The author next attempted a more immediate, political, and experimental narrative. Although This Is the Way the World Ends (Henry Holt, 1986) was marketed initially as a mainstream novel, the science-fiction community embraced it, giving Morrow his first Nebula Award nomination. The plot is driven by “the unadmitted,” a ghostly race of humans whose existences were foreclosed when their hypothetical ancestors extinguished themselves in a nuclear holocaust. Determined to use their earthly tenures wisely, the unadmitted put the surviving architects of Armageddon—including the novel’s everyman protagonist—on trial under the Nuremberg precedent.
Only Begotten Daughter (William Morrow 1990) represented the author’s initial exploration of the subject that would preoccupy him during his mature writing years: the enigma of religious faith. The protagonist is Julie Katz, whose existential problems include the fact that she is Jesus Christ’s divine half-sister, reincarnated in contemporary Atlantic City.

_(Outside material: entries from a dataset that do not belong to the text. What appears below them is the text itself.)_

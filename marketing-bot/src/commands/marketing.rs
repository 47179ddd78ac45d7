use std::sync::Arc;

use common::{AttemptResult, ProgressMessage, RetryPolicy, retry_with_feedback};
use metrics::counter;
use serde_json::Value;
use time::Date;
use tracing::{error, info};

use super::{failure_message, spawn_flow, truncate};
use crate::context::{BotContext, Channels};
use crate::discord::response::{self, TextInput};
use crate::discord::{Interaction, InteractionReply, Notifier, notify_channel, render_final};
use crate::n8n::{self, AutomationClient, TaskRequest};
use crate::validation::{self, ValidationError, non_empty, parse_deadline};

pub(super) const MODAL_ID: &str = "marketing_modal";
const OPERATION_NAME: &str = "solicitação de marketing";
const ACK: &str = "⏳ Criando solicitação de tarefa de marketing...";

const NAME_FIELD: &str = "nome_demanda";
const DETAILS_FIELD: &str = "detalhes_demanda";
const DEADLINE_FIELD: &str = "prazo";

pub(super) fn modal() -> Value {
    response::modal(
        MODAL_ID,
        "📋 Nova Solicitação de Marketing",
        &[
            TextInput {
                custom_id: NAME_FIELD,
                label: "Nome/Título da Tarefa",
                placeholder: "Ex: Campanha redes sociais para evento X",
                paragraph: false,
                max_length: 100,
            },
            TextInput {
                custom_id: DETAILS_FIELD,
                label: "Detalhes e Descrição da Tarefa",
                placeholder: "Descreva os detalhes da tarefa, objetivos, materiais necessários...",
                paragraph: true,
                max_length: 1000,
            },
            TextInput {
                custom_id: DEADLINE_FIELD,
                label: "Data Limite (DD/MM/AAAA)",
                placeholder: "25/12/2025",
                paragraph: false,
                max_length: 10,
            },
        ],
    )
}

fn parse_request(interaction: &Interaction, today: Date) -> Result<TaskRequest, ValidationError> {
    let field = |id: &'static str| interaction.field(id).ok_or(ValidationError::MissingField(id));
    Ok(TaskRequest {
        title: non_empty(field(NAME_FIELD)?, ValidationError::EmptyTaskName)?,
        details: non_empty(field(DETAILS_FIELD)?, ValidationError::EmptyTaskDetails)?,
        deadline: parse_deadline(field(DEADLINE_FIELD)?, today)?,
        requester: interaction.requester(),
    })
}

pub(super) fn submit(ctx: &Arc<BotContext>, interaction: Interaction) -> Value {
    let request = match parse_request(&interaction, validation::today()) {
        Ok(request) => request,
        Err(e) => {
            info!(error = %e, "Marketing request rejected");
            return response::ephemeral(&format!("❌ {e}"));
        }
    };
    let reply = InteractionReply::new(ctx.discord.clone(), interaction.token);
    let ctx = Arc::clone(ctx);
    spawn_flow("marketing", async move {
        create_task(
            &ctx.retry_policy,
            &ctx.automation,
            &ctx.discord,
            &ctx.channels,
            &reply,
            &request,
        )
        .await
    });
    response::message(ACK)
}

/// Submits the task with live feedback, then renders the outcome and, on
/// success, announces it in the marketing channel.
async fn create_task<M, N>(
    policy: &RetryPolicy,
    automation: &AutomationClient,
    notifier: &N,
    channels: &Channels,
    reply: &M,
    request: &TaskRequest,
) -> anyhow::Result<()>
where
    M: ProgressMessage + Sync,
    N: Notifier + Sync,
{
    let result = retry_with_feedback(policy, reply, OPERATION_NAME, &request.requester.tag, || {
        automation.submit_task(request)
    })
    .await;

    match result {
        AttemptResult::Success(data) => {
            let task_url = n8n::task_url(&data);
            counter!("marketing_bot.task.success").increment(1);
            info!(title = %request.title, task_url = ?task_url, "Marketing task created");

            let rendered = render_final(reply, &created_message(request, task_url.as_deref())).await;
            notify_channel(
                notifier,
                &channels.marketing,
                &alert_message(request, channels.marketing_role.as_deref(), task_url.as_deref()),
            )
            .await;
            rendered
        }
        AttemptResult::Failure(error) => {
            counter!("marketing_bot.task.failure").increment(1);
            error!(title = %request.title, error = %error, "Marketing task could not be created");
            render_final(reply, &failure_message("Erro ao criar solicitação", &error, policy)).await
        }
    }
}

fn created_message(request: &TaskRequest, task_url: Option<&str>) -> String {
    let mut message = format!(
        "✅ **Solicitação criada com sucesso!**\n\n\
         **Tarefa:** {}\n\
         **Detalhes:** {}\n\
         **Prazo:** {}\n\
         **Solicitado por:** {} ({})\n\
         **Criado em:** {}",
        request.title,
        truncate(&request.details, 800),
        request.deadline.formatted,
        request.requester.display_name,
        request.requester.tag,
        validation::now_formatted(),
    );
    if let Some(url) = task_url {
        message.push_str(&format!("\n🔗 **Link da tarefa:** [Clique aqui para acessar a tarefa]({url})"));
    }
    message
}

fn alert_message(request: &TaskRequest, role_id: Option<&str>, task_url: Option<&str>) -> String {
    let mention = role_id.map(|id| format!(" <@&{id}>")).unwrap_or_default();
    let mut message = format!(
        "🔔 **Nova demanda registrada!**{mention}\n\
         **Tarefa:** {}\n\
         **Detalhes:** {}\n\
         **Prazo:** {}\n\
         **Solicitado por:** <@{}>",
        request.title,
        truncate(&request.details, 500),
        request.deadline.formatted,
        request.requester.id,
    );
    if let Some(url) = task_url {
        message.push_str(&format!("\n🔗 {url}"));
    }
    message
}

#[cfg(test)]
mod tests {
    use core::time::Duration;

    use super::*;
    use crate::commands::testing::{RecordingMessage, RecordingNotifier};
    use serde_json::json;
    use time::macros::date;
    use wiremock::matchers::{method, path};
    use wiremock::{Mock, MockServer, ResponseTemplate};

    const TODAY: Date = date!(2025 - 06 - 15);

    fn modal_submit(name: &str, details: &str, deadline: &str) -> Interaction {
        serde_json::from_value(json!({
            "id": "1",
            "type": 5,
            "token": "tok",
            "member": { "user": { "id": "42", "username": "ana", "discriminator": "0" } },
            "data": {
                "custom_id": MODAL_ID,
                "components": [
                    { "type": 1, "components": [{ "type": 4, "custom_id": NAME_FIELD, "value": name }] },
                    { "type": 1, "components": [{ "type": 4, "custom_id": DETAILS_FIELD, "value": details }] },
                    { "type": 1, "components": [{ "type": 4, "custom_id": DEADLINE_FIELD, "value": deadline }] },
                ],
            },
        }))
        .unwrap()
    }

    fn channels() -> Channels {
        Channels {
            marketing: "100".to_string(),
            marketing_role: Some("200".to_string()),
            partnership: "300".to_string(),
        }
    }

    fn fast_policy() -> RetryPolicy {
        RetryPolicy::default().with_initial_delay(Duration::from_millis(10))
    }

    fn automation(server: &MockServer) -> AutomationClient {
        AutomationClient::new(
            reqwest::Client::new(),
            format!("{}/task", server.uri()),
            format!("{}/partnership", server.uri()),
        )
    }

    fn request() -> TaskRequest {
        parse_request(&modal_submit("Hero banner", "Summit 2025 hero", "20/06/2025"), TODAY).unwrap()
    }

    #[test]
    fn parses_a_complete_submission() {
        let request = parse_request(&modal_submit("  Hero banner ", "Summit hero", "20/06/2025"), TODAY).unwrap();
        assert_eq!(request.title, "Hero banner");
        assert_eq!(request.deadline.formatted, "20/06/2025");
        assert_eq!(request.requester.id, "42");
    }

    #[test]
    fn rejects_blank_or_late_submissions() {
        assert_eq!(
            parse_request(&modal_submit(" ", "x", "20/06/2025"), TODAY).unwrap_err(),
            ValidationError::EmptyTaskName
        );
        assert_eq!(
            parse_request(&modal_submit("x", "", "20/06/2025"), TODAY).unwrap_err(),
            ValidationError::EmptyTaskDetails
        );
        assert_eq!(
            parse_request(&modal_submit("x", "y", "01/01/2025"), TODAY).unwrap_err(),
            ValidationError::PastDeadline
        );
    }

    #[tokio::test]
    async fn recovers_from_transient_errors_and_announces_the_task() {
        let server = MockServer::start().await;
        Mock::given(method("POST"))
            .and(path("/task"))
            .respond_with(ResponseTemplate::new(500))
            .up_to_n_times(2)
            .expect(2)
            .mount(&server)
            .await;
        Mock::given(method("POST"))
            .and(path("/task"))
            .respond_with(ResponseTemplate::new(200).set_body_json(json!({ "taskUrl": "https://app.pipe.run/c/9" })))
            .expect(1)
            .mount(&server)
            .await;

        let reply = RecordingMessage::default();
        let notifier = RecordingNotifier::default();
        create_task(&fast_policy(), &automation(&server), &notifier, &channels(), &reply, &request())
            .await
            .unwrap();

        let updates = reply.updates();
        assert_eq!(updates.len(), 5);
        assert_eq!(updates[1], "⏳ Tentativa 2/3 - Processando solicitação de marketing...");
        assert_eq!(updates[3], "⏳ Tentativa 3/3 - Processando solicitação de marketing...");
        assert!(updates[4].starts_with("✅ **Solicitação criada com sucesso!**"));
        assert!(updates[4].contains("https://app.pipe.run/c/9"));

        let sent = notifier.sent();
        assert_eq!(sent.len(), 1);
        assert_eq!(sent[0].0, "100");
        assert!(sent[0].1.contains("<@&200>"));
        assert!(sent[0].1.contains("<@42>"));
    }

    #[tokio::test]
    async fn terminal_rejection_is_rendered_without_retrying() {
        let server = MockServer::start().await;
        Mock::given(method("POST"))
            .respond_with(ResponseTemplate::new(422))
            .expect(1)
            .mount(&server)
            .await;

        let reply = RecordingMessage::default();
        let notifier = RecordingNotifier::default();
        create_task(&fast_policy(), &automation(&server), &notifier, &channels(), &reply, &request())
            .await
            .unwrap();

        assert_eq!(reply.updates().len(), 1);
        assert!(reply.last().contains("```HTTP error: 422 - Unprocessable Entity```"));
        assert!(!reply.last().contains("tentou"));
        assert!(notifier.sent().is_empty());
    }

    #[tokio::test]
    async fn exhausted_retries_suggest_trying_later() {
        let server = MockServer::start().await;
        Mock::given(method("POST"))
            .respond_with(ResponseTemplate::new(500))
            .expect(3)
            .mount(&server)
            .await;

        let reply = RecordingMessage::default();
        let notifier = RecordingNotifier::default();
        create_task(&fast_policy(), &automation(&server), &notifier, &channels(), &reply, &request())
            .await
            .unwrap();

        assert_eq!(reply.updates().len(), 5);
        assert!(reply.last().starts_with("❌ **Erro ao criar solicitação**"));
        assert!(reply.last().contains("tentou 3 vezes"));
        assert!(notifier.sent().is_empty());
    }

    #[test]
    fn alert_omits_the_mention_without_a_role() {
        let alert = alert_message(&request(), None, None);
        assert!(!alert.contains("<@&"));
        assert!(alert.contains("**Prazo:** 20/06/2025"));
    }
}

In The Last Witchfinder (William Morrow, 2006) the author dramatized the birth of the scientific worldview. Though much of the novel plays like straightforward, albeit comic, historical fiction, the author employs a peculiar postmodern conceit: the story is told by a sentient book, Isaac Newton’s Principia Mathematica. The narrative turns on Jennet Stearne, who makes it her life’s mission to bring down the Parliamentary Witchcraft Act of 1604.
Morrow wrote his ninth full-length novel, an homage to Mary Shelley’s Frankenstein, under the title Prometheus Wept. The protagonist, Mason Ambrose, is a failed philosophy student hired to implant a moral compass in a mysterious young woman, Londa Sabacthani, whose conscience is a blank slate. The book was ultimately published as The Philosopher’s Apprentice (William Morrow, 2008).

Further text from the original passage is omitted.